**About this task:**
Extract the final stretch of the data: the line that contains "let view = img.view();" and every line after it, unaltered, and no other lines.

**Source material:**
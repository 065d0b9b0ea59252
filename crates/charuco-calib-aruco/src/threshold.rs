//! Global (Otsu) and local (adaptive mean) thresholding.

use charuco_calib_core::GrayImageView;

/// Compute Otsu threshold from a set of sample intensities.
pub(crate) fn otsu_threshold_from_samples(samples: &[u8]) -> u8 {
    if samples.is_empty() {
        return 127;
    }

    let mut min_v = 255u8;
    let mut max_v = 0u8;
    for &v in samples {
        min_v = min_v.min(v);
        max_v = max_v.max(v);
    }
    if min_v == max_v {
        return min_v;
    }

    let mut hist = [0u32; 256];
    for &v in samples {
        hist[v as usize] += 1;
    }
    let nonzero_bins = hist.iter().filter(|&&h| h > 0).count();
    if nonzero_bins <= 2 {
        return ((min_v as u16 + max_v as u16).div_ceil(2)) as u8;
    }

    let total: f64 = samples.len() as f64;
    let sum_total: f64 = hist
        .iter()
        .enumerate()
        .map(|(i, &h)| i as f64 * h as f64)
        .sum();

    let mut sum_b = 0f64;
    let mut w_b = 0f64;
    let mut best_var = -1f64;
    let mut best_t = 127u8;

    for (t, &h) in hist.iter().enumerate() {
        w_b += h as f64;
        if w_b < 1.0 {
            continue;
        }
        let w_f = total - w_b;
        if w_f < 1.0 {
            break;
        }

        sum_b += (t as f64) * (h as f64);
        let m_b = sum_b / w_b;
        let m_f = (sum_total - sum_b) / w_f;

        let var_between = w_b * w_f * (m_b - m_f) * (m_b - m_f);
        if var_between > best_var {
            best_var = var_between;
            // samples strictly below the returned value are "dark"
            best_t = (t + 1).min(255) as u8;
        }
    }

    best_t
}

/// Summed-area table with one row/column of zero padding.
pub(crate) struct IntegralImage {
    width: usize,
    height: usize,
    sums: Vec<u64>,
}

impl IntegralImage {
    pub(crate) fn new(img: &GrayImageView<'_>) -> Self {
        let (w, h) = (img.width, img.height);
        let stride = w + 1;
        let mut sums = vec![0u64; stride * (h + 1)];
        for y in 0..h {
            let mut row = 0u64;
            for x in 0..w {
                row += img.data[y * w + x] as u64;
                let idx = (y + 1) * stride + x + 1;
                sums[idx] = sums[idx - stride] + row;
            }
        }
        Self {
            width: w,
            height: h,
            sums,
        }
    }

    /// Mean over the window of the given radius, clipped to the image.
    #[inline]
    pub(crate) fn local_mean(&self, x: usize, y: usize, radius: usize) -> f32 {
        let stride = self.width + 1;
        let x0 = x.saturating_sub(radius);
        let y0 = y.saturating_sub(radius);
        let x1 = (x + radius + 1).min(self.width);
        let y1 = (y + radius + 1).min(self.height);
        let sum = self.sums[y1 * stride + x1] + self.sums[y0 * stride + x0]
            - self.sums[y0 * stride + x1]
            - self.sums[y1 * stride + x0];
        let area = ((x1 - x0) * (y1 - y0)).max(1) as f32;
        sum as f32 / area
    }
}

/// Inverted adaptive mean threshold.
///
/// A pixel is foreground (`true`) when it is darker than the mean of its
/// `window × window` neighbourhood by more than `c`. Uniform regions, dark
/// or bright, are background, so only the rims of dark shapes survive.
pub(crate) fn adaptive_threshold_inv(
    img: &GrayImageView<'_>,
    integral: &IntegralImage,
    window: usize,
    c: f32,
) -> Vec<bool> {
    let radius = (window.max(3) | 1) / 2;
    let mut mask = vec![false; img.width * img.height];
    for y in 0..img.height {
        for x in 0..img.width {
            let v = img.data[y * img.width + x] as f32;
            mask[y * img.width + x] = v <= integral.local_mean(x, y, radius) - c;
        }
    }
    mask
}

#[cfg(test)]
mod tests {
    use super::*;
    use charuco_calib_core::GrayImage;

    #[test]
    fn otsu_separates_two_levels() {
        let mut samples = vec![20u8; 50];
        samples.extend(std::iter::repeat(200u8).take(50));
        samples.push(90);
        let t = otsu_threshold_from_samples(&samples);
        assert!(t > 20 && t <= 200, "threshold {t}");
    }

    #[test]
    fn adaptive_threshold_marks_dark_rim_only() {
        // 20x20 white with a 10x10 black square in the middle
        let mut img = GrayImage::filled(20, 20, 255);
        for y in 5..15 {
            for x in 5..15 {
                img.set(x, y, 0);
            }
        }
        let view = img.view();
        let integral = IntegralImage::new(&view);
        let mask = adaptive_threshold_inv(&view, &integral, 5, 7.0);
        // rim pixel of the square is foreground
        assert!(mask[5 * 20 + 5]);
        // centre of the square is uniform → background
        assert!(!mask[10 * 20 + 10]);
        // white surroundings stay background
        assert!(!mask[2 * 20 + 2]);
    }
}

**Written reply:**
        let view = img.view();
        let integral = IntegralImage::new(&view);
        let mask = adaptive_threshold_inv(&view, &integral, 5, 7.0);
        // rim pixel of the square is foreground
        assert!(mask[5 * 20 + 5]);
        // centre of the square is uniform → background
        assert!(!mask[10 * 20 + 10]);
        // white surroundings stay background
        assert!(!mask[2 * 20 + 2]);
    }
}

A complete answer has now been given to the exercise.